### YOUR ASSIGNMENT
Beginning with the first line, copy out each line of the material until the line containing "pub enum AudioNodeLoading" has been copied as well.

### PROVIDED DATA
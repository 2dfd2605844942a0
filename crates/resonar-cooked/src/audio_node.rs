use crate::debug::DebugSummary;
use crate::leaf::{ExternalSourceCookedData, MediaCookedData, SoundBankCookedData};

/// When the leaves of an audio node are brought in by its runtime owner.
#[derive(Debug, Clone, Copy, PartialEq, Eq, Hash, Default)]
pub enum AudioNodeLoading {
    /// Loaded as soon as the owning dialogue event loads.
    AlwaysLoad,
    /// Loaded when something first references the node.
    LoadOnReference,
    /// Loaded when dialogue resolution picks the node.
    #[default]
    LoadOnResolve,
    /// Loaded by the playback layer when the node is enqueued.
    LoadOnEnqueue,
}

impl AudioNodeLoading {
    /// Whether a successful resolution should trigger a load.
    pub fn loads_on_resolve(self) -> bool {
        matches!(
            self,
            AudioNodeLoading::AlwaysLoad
                | AudioNodeLoading::LoadOnReference
                | AudioNodeLoading::LoadOnResolve
        )
    }
}

/// What happens to playing instances when the owning object goes away.
#[derive(Debug, Clone, Copy, PartialEq, Eq, Hash, Default)]
pub enum DestroyOptions {
    StopEventOnDestroy,
    #[default]
    WaitForEventEnd,
}

impl DestroyOptions {
    pub(crate) fn short(self) -> &'static str {
        match self {
            DestroyOptions::StopEventOnDestroy => "sod",
            DestroyOptions::WaitForEventEnd => "wfe",
        }
    }
}

/// A composite node: a branch of a switch container or one dialogue line.
///
/// Two nodes with a valid id are equal when their ids match. When neither
/// has an id, equality compares the dependency lists in order.
#[derive(Debug, Clone, Default)]
pub struct AudioNodeCookedData {
    pub audio_node_id: u32,
    pub sound_banks: Vec<SoundBankCookedData>,
    pub media: Vec<MediaCookedData>,
    pub external_sources: Vec<ExternalSourceCookedData>,
    pub audio_node_loading: AudioNodeLoading,
    pub destroy_options: DestroyOptions,
    pub debug_name: String,
}

impl AudioNodeCookedData {
    pub fn new(audio_node_id: u32, debug_name: impl Into<String>) -> Self {
        Self {
            audio_node_id,
            debug_name: debug_name.into(),
            ..Default::default()
        }
    }

    /// True when the node references at least one leaf.
    pub fn is_initialized(&self) -> bool {
        !self.sound_banks.is_empty() || !self.media.is_empty() || !self.external_sources.is_empty()
    }

    /// A copy of this node standing in for another identity.
    pub fn with_id(&self, audio_node_id: u32) -> Self {
        Self {
            audio_node_id,
            ..self.clone()
        }
    }

    pub fn debug_string(&self) -> String {
        DebugSummary::new("AudioNode", &self.debug_name, self.audio_node_id)
            .count(self.sound_banks.len(), "SoundBanks")
            .count(self.media.len(), "Media")
            .count(self.external_sources.len(), "ExternalSources")
            .finish()
    }
}

impl PartialEq for AudioNodeCookedData {
    fn eq(&self, rhs: &Self) -> bool {
        if self.audio_node_id != crate::INVALID_ID || rhs.audio_node_id != crate::INVALID_ID {
            return self.audio_node_id == rhs.audio_node_id;
        }
        self.media == rhs.media
            && self.external_sources == rhs.external_sources
            && self.sound_banks == rhs.sound_banks
    }
}

impl Eq for AudioNodeCookedData {}
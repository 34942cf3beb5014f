/*
    Nyx, blazing fast astrodynamics
    Copyright (C) 2018-onwards Christopher Rabotin <christopher.rabotin@gmail.com>

    This program is free software: you can redistribute it and/or modify
    it under the terms of the GNU Affero General Public License as published
    by the Free Software Foundation, either version 3 of the License, or
    (at your option) any later version.

    This program is distributed in the hope that it will be useful,
    but WITHOUT ANY WARRANTY; without even the implied warranty of
    MERCHANTABILITY or FITNESS FOR A PARTICULAR PURPOSE.  See the
    GNU Affero General Public License for more details.

    You should have received a copy of the GNU Affero General Public License
    along with this program.  If not, see <https://www.gnu.org/licenses/>.
*/

//! Estimable parameters and their mapping onto the partial derivatives axis.

mod driver;
mod indices;

pub use driver::{ParameterDriver, ValueSpan};
pub use indices::{ParameterIndices, STATE_PARTIALS};
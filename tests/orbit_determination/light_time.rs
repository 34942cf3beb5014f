/*
    Nyx, blazing fast astrodynamics
    Copyright (C) 2018-onwards Christopher Rabotin <christopher.rabotin@gmail.com>

    This program is free software: you can redistribute it and/or modify
    it under the terms of the GNU Affero General Public License as published
    by the Free Software Foundation, either version 3 of the License, or
    (at your option) any later version.

    This program is distributed in the hope that it will be useful,
    but WITHOUT ANY WARRANTY; without even the implied warranty of
    MERCHANTABILITY or FITNESS FOR A PARTICULAR PURPOSE.  See the
    GNU Affero General Public License for more details.

    You should have received a copy of the GNU Affero General Public License
    along with this program.  If not, see <https://www.gnu.org/licenses/>.
*/
use crate::test_epoch;
use nyx_measurements::ad::{Gradient, Instant, Real};
use nyx_measurements::cosmic::{
    PvCoordinates, PvProvider, TimeStampedPv, EARTH_J2000, SPEED_OF_LIGHT_KM_S,
};
use nyx_measurements::linalg::Vector3;
use nyx_measurements::od::signal::{Convergence, TravelTimeSolver};
use nyx_measurements::utils::ulp;
use rand::Rng;
use rand_pcg::Pcg64Mcg;
use rstest::*;

#[fixture]
fn solver() -> TravelTimeSolver {
    let _ = pretty_env_logger::try_init();
    TravelTimeSolver::default()
}

/// A point moving uniformly, known at the test epoch.
fn uniform(position: Vector3<f64>, velocity: Vector3<f64>) -> TimeStampedPv<f64> {
    TimeStampedPv::new(
        Instant::at(test_epoch()),
        EARTH_J2000,
        PvCoordinates::from_pv(position, velocity),
    )
}

#[rstest]
fn emitter_delay_is_self_consistent(solver: TravelTimeSolver) {
    let mut rng = Pcg64Mcg::new(0x5eed);
    let arrival = Instant::at(test_epoch());
    for _ in 0..50 {
        let emitter = uniform(
            Vector3::new(
                rng.gen_range(-40_000.0..40_000.0),
                rng.gen_range(-40_000.0..40_000.0),
                rng.gen_range(-40_000.0..40_000.0),
            ),
            Vector3::new(
                rng.gen_range(-10.0..10.0),
                rng.gen_range(-10.0..10.0),
                rng.gen_range(-10.0..10.0),
            ),
        );
        let receiver = Vector3::new(
            rng.gen_range(-7_000.0..7_000.0),
            rng.gen_range(-7_000.0..7_000.0),
            rng.gen_range(-7_000.0..7_000.0),
        );

        let lt = solver
            .adjustable_emitter(&emitter)
            .delay(&receiver, &arrival, EARTH_J2000)
            .unwrap();
        assert!(lt.converged, "{lt}");

        let at_emission = emitter
            .position_at(&arrival.shifted_by(-lt.delay), EARTH_J2000)
            .unwrap();
        let residual = ((receiver - at_emission).norm() / SPEED_OF_LIGHT_KM_S - lt.delay).abs();
        assert!(
            residual <= 4.0 * ulp(lt.delay),
            "residual of {residual:e} s for {lt}"
        );
    }
}

#[rstest]
fn emitter_and_receiver_agree(solver: TravelTimeSolver) {
    let arrival = Instant::at(test_epoch());
    let ground = Vector3::new(6378.0, 0.0, 0.0);
    let satellite = uniform(Vector3::new(7000.0, 1200.0, -300.0), Vector3::new(0.5, 7.2, 1.1));

    // The satellite emits, the ground receives at the arrival
    let downlink = solver
        .adjustable_emitter(&satellite)
        .delay(&ground, &arrival, EARTH_J2000)
        .unwrap();
    let emission = arrival.shifted_by(-downlink.delay);
    let emitted_from = satellite.position_at(&emission, EARTH_J2000).unwrap();

    // The same signal, seen from the emission: the ground is the receiver to be found
    let fixed_ground = uniform(ground, Vector3::zeros());
    let reception = solver
        .adjustable_receiver(&fixed_ground)
        .delay(&emitted_from, &emission, EARTH_J2000)
        .unwrap();

    assert!(reception.converged);
    assert!(
        (reception.delay - downlink.delay).abs() <= 4.0 * ulp(downlink.delay),
        "{reception} vs {downlink}"
    );

    // And the satellite receiving a signal from the ground moves during the uplink
    let uplink = solver
        .adjustable_receiver(&satellite)
        .delay(&ground, &emission, EARTH_J2000)
        .unwrap();
    let received_at = satellite
        .position_at(&emission.shifted_by(uplink.delay), EARTH_J2000)
        .unwrap();
    let residual = ((received_at - ground).norm() / SPEED_OF_LIGHT_KM_S - uplink.delay).abs();
    assert!(residual <= 4.0 * ulp(uplink.delay));
}

#[rstest]
fn super_luminal_provider_stays_finite(solver: TravelTimeSolver) {
    let arrival = Instant::at(test_epoch());
    let runaway = uniform(
        Vector3::new(1000.0, 0.0, 0.0),
        Vector3::new(3.0 * SPEED_OF_LIGHT_KM_S, 0.0, 0.0),
    );
    let lt = solver
        .adjustable_emitter(&runaway)
        .delay(&Vector3::zeros(), &arrival, EARTH_J2000)
        .unwrap();
    assert!(!lt.converged);
    assert_eq!(lt.iterations, solver.max_iterations + 1);
    assert!(lt.delay.is_finite());
    assert!(lt.delay > 0.0);
}

#[rstest]
fn tolerance_and_instantaneous() {
    let arrival = Instant::at(test_epoch());
    let satellite = uniform(Vector3::new(26_000.0, 0.0, 0.0), Vector3::new(0.0, 3.9, 0.0));

    let exact = TravelTimeSolver::default()
        .adjustable_emitter(&satellite)
        .delay(&Vector3::zeros(), &arrival, EARTH_J2000)
        .unwrap();
    let coarse = TravelTimeSolver::builder()
        .convergence(Convergence::Tolerance(1e-9))
        .build()
        .adjustable_emitter(&satellite)
        .delay(&Vector3::zeros(), &arrival, EARTH_J2000)
        .unwrap();
    assert!(coarse.iterations <= exact.iterations);
    assert!((coarse.delay - exact.delay).abs() < 1e-9);

    // No iteration at all: the distance at the guessed emission
    let instantaneous = TravelTimeSolver::builder()
        .convergence(Convergence::Instantaneous)
        .build()
        .adjustable_emitter(&satellite)
        .delay(&Vector3::zeros(), &arrival, EARTH_J2000)
        .unwrap();
    assert_eq!(instantaneous.iterations, 1);
    assert!((instantaneous.delay - exact.delay).abs() < 1e-12);
}

#[rstest]
fn delay_partials(solver: TravelTimeSolver) {
    // Delay from a point moving along x towards a receiver at the origin, as a function of the
    // initial abscissa of the emitter
    let arrival = Instant::<Gradient>::at(test_epoch());
    let delay = |x: Gradient| {
        let emitter = TimeStampedPv::new(
            arrival.clone(),
            EARTH_J2000,
            PvCoordinates::from_pv(
                Vector3::new(x, Gradient::constant(2000.0), Gradient::constant(0.0)),
                Vector3::new(
                    Gradient::constant(-5.0),
                    Gradient::constant(0.0),
                    Gradient::constant(0.0),
                ),
            ),
        );
        solver
            .adjustable_emitter(&emitter)
            .delay(
                &Vector3::new(
                    Gradient::constant(0.0),
                    Gradient::constant(0.0),
                    Gradient::constant(0.0),
                ),
                &arrival,
                EARTH_J2000,
            )
            .unwrap()
            .delay
    };
    let lt = delay(Gradient::variable(1, 0, 5000.0));

    let h = 1e-2;
    let plus = delay(Gradient::constant(5000.0 + h)).real();
    let minus = delay(Gradient::constant(5000.0 - h)).real();
    let numeric = (plus - minus) / (2.0 * h);
    assert!(
        (lt.partial(0) - numeric).abs() < 1e-6 * numeric.abs(),
        "{} vs {numeric}",
        lt.partial(0)
    );
}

### TASK RESULT
repository 2dfd2605844942a0
filename crates/resonar-cooked/src/audio_node.rs
use crate::debug::DebugSummary;
use crate::leaf::{ExternalSourceCookedData, MediaCookedData, SoundBankCookedData};

/// When the leaves of an audio node are brought in by its runtime owner.
#[derive(Debug, Clone, Copy, PartialEq, Eq, Hash, Default)]
pub enum AudioNodeLoading {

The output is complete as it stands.